## Problem statement
Examine each line of the data, and copy the ones containing "ProviderKind".

[Collected data entries]
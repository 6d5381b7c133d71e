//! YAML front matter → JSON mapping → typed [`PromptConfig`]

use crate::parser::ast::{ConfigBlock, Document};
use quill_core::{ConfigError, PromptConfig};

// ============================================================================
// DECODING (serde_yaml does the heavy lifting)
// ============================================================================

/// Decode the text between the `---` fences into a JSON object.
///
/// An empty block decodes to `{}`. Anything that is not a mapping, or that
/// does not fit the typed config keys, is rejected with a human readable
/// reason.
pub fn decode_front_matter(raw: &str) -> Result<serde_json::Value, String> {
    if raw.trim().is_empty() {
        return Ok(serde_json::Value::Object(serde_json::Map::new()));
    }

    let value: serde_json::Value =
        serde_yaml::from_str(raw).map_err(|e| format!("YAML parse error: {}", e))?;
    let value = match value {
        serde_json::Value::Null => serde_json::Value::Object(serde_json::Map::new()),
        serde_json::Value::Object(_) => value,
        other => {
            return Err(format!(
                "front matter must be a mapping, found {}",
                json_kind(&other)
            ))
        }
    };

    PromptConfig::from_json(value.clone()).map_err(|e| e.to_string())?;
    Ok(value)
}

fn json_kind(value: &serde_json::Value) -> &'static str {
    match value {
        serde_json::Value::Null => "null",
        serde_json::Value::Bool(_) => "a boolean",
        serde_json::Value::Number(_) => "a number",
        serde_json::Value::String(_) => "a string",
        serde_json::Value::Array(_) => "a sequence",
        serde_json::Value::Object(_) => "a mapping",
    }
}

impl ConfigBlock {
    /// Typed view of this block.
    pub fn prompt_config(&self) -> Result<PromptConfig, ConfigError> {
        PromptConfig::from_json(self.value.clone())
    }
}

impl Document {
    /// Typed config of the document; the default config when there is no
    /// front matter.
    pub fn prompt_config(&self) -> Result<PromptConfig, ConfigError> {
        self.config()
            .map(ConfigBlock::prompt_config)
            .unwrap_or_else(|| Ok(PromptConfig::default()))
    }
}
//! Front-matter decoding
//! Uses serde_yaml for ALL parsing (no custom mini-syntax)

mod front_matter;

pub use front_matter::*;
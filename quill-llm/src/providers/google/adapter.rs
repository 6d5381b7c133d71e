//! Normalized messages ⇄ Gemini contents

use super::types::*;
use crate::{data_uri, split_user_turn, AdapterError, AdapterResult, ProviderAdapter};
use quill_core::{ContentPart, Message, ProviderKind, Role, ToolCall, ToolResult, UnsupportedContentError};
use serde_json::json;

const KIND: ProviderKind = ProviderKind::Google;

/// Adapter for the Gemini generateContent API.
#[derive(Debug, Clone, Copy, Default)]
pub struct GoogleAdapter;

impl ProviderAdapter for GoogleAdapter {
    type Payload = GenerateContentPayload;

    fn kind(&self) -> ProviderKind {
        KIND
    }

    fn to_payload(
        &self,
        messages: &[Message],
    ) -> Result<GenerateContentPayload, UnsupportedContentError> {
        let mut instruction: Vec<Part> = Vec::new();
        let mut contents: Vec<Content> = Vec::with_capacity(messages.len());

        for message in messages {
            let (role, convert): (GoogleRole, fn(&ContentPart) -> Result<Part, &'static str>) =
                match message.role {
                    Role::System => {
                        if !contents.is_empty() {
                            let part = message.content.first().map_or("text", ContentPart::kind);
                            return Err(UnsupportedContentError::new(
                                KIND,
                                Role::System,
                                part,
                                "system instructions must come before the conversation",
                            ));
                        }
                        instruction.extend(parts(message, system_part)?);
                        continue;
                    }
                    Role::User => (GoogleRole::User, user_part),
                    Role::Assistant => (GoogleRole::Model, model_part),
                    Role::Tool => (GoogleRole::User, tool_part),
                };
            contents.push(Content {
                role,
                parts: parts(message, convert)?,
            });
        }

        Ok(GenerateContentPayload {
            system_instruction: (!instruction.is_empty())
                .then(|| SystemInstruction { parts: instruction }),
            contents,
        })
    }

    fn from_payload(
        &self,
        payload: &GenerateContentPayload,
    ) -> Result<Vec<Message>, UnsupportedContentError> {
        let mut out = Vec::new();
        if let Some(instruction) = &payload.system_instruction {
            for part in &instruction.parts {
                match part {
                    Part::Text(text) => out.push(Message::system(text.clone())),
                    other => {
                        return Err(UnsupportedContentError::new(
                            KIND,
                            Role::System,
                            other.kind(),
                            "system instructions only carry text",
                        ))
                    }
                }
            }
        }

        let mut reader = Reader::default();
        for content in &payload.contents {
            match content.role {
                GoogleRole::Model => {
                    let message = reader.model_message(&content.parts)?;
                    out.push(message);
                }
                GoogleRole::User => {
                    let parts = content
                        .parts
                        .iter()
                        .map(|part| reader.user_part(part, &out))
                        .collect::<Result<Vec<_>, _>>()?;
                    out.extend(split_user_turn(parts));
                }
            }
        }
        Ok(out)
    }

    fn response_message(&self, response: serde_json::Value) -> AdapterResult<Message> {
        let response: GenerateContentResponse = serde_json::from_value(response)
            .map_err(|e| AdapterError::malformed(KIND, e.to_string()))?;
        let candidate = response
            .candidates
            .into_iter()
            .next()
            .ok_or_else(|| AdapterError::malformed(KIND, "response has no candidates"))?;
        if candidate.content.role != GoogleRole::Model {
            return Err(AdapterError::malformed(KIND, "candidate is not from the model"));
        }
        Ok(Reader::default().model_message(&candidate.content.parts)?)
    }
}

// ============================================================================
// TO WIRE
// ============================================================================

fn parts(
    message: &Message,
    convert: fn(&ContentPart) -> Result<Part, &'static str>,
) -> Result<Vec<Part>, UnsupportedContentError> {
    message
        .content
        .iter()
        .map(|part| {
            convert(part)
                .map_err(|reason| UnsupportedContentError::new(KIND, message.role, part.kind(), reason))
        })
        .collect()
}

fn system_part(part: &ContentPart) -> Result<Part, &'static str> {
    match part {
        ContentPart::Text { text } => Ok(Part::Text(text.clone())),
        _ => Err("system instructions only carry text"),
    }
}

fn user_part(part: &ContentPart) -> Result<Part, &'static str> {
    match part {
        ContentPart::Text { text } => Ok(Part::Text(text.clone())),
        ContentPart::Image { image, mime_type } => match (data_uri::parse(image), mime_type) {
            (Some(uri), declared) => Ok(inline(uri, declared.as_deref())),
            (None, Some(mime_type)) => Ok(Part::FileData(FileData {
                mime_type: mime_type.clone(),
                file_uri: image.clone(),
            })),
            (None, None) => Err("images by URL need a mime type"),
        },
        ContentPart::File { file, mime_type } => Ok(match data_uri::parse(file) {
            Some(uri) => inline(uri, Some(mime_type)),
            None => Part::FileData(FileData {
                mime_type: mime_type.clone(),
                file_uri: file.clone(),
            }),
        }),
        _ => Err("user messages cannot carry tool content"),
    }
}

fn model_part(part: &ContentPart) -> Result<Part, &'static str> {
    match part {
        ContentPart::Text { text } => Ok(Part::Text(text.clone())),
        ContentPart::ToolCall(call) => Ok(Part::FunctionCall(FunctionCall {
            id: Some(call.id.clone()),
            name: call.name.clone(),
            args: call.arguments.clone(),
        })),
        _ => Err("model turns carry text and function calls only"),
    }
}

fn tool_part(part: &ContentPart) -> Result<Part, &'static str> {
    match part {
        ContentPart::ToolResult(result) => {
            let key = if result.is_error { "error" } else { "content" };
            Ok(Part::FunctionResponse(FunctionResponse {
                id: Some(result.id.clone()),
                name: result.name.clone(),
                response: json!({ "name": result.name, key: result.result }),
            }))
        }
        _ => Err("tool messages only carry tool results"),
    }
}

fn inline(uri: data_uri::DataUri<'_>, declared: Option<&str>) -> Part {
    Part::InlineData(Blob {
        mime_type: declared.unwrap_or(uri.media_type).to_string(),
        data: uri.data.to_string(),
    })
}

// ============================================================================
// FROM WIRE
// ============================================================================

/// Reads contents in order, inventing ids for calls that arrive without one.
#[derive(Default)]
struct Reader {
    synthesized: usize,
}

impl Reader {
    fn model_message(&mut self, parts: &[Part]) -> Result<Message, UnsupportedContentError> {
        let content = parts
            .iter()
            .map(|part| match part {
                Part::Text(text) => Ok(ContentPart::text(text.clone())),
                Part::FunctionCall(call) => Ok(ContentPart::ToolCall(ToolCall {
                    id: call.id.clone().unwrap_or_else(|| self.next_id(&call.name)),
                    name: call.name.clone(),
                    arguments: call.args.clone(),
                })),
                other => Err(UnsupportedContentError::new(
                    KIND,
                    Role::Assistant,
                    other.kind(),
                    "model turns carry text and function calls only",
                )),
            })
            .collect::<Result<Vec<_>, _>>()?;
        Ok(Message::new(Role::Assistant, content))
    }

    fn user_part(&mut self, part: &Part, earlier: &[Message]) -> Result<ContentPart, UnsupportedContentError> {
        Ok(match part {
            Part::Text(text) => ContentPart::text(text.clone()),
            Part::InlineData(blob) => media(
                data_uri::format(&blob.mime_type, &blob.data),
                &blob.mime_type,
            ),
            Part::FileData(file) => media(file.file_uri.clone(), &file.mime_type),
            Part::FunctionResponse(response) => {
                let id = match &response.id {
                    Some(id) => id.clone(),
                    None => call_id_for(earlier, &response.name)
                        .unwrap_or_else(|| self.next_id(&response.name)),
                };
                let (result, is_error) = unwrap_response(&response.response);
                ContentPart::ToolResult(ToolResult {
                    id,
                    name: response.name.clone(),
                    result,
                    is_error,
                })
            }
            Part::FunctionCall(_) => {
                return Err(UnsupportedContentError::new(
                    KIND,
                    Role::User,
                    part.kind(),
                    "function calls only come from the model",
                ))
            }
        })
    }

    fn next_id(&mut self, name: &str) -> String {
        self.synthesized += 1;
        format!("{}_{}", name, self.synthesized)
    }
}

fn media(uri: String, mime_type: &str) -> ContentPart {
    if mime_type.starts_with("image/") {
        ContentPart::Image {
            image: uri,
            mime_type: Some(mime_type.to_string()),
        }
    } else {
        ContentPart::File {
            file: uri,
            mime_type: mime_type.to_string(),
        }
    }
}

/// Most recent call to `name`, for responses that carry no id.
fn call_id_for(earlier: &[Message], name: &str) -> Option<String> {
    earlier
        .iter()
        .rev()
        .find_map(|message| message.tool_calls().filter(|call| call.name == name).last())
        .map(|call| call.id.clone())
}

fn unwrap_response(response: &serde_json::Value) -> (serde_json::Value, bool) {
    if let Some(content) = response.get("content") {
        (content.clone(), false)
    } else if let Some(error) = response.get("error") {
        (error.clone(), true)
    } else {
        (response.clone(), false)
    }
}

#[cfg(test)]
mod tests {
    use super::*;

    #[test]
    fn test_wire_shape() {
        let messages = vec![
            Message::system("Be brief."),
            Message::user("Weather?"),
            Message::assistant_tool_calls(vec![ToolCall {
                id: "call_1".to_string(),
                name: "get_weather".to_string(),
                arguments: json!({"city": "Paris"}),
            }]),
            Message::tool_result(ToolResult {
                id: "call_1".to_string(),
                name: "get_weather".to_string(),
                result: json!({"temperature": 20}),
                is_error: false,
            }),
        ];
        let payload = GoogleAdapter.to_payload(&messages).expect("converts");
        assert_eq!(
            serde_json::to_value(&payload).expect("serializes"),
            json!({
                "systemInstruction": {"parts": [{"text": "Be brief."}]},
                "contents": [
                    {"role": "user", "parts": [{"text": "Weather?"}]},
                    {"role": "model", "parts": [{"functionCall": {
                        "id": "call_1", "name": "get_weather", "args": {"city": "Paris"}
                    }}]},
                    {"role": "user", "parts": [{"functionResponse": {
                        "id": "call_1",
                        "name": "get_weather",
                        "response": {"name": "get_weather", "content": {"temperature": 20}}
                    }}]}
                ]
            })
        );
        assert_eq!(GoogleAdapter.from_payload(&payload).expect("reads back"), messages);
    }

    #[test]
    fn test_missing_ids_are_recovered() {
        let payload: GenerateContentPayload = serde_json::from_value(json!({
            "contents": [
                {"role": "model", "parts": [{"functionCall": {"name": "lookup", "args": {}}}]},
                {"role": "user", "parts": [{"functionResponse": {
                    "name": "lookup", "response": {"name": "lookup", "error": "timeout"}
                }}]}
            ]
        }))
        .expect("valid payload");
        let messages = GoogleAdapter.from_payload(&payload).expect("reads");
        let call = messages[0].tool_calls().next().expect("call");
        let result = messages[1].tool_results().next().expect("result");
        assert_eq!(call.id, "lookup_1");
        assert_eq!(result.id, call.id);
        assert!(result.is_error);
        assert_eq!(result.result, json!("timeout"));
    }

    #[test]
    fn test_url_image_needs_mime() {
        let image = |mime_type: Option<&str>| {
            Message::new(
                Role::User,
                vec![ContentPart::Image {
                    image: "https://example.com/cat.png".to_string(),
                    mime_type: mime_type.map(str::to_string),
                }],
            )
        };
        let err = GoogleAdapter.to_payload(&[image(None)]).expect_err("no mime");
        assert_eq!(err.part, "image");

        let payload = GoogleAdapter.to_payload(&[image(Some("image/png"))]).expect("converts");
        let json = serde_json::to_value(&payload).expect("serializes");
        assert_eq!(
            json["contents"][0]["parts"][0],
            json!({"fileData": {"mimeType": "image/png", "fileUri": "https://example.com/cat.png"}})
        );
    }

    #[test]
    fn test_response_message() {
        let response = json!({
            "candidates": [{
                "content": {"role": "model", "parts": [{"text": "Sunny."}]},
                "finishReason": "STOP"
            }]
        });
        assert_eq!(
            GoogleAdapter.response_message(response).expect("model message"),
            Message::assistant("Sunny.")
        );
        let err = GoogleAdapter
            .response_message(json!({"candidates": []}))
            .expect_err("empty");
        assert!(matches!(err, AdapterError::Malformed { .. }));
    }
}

## Reply to the task
use quill_core::{ContentPart, Message, ProviderKind, Role, ToolCall, ToolResult, UnsupportedContentError};
const KIND: ProviderKind = ProviderKind::Google;
    fn kind(&self) -> ProviderKind {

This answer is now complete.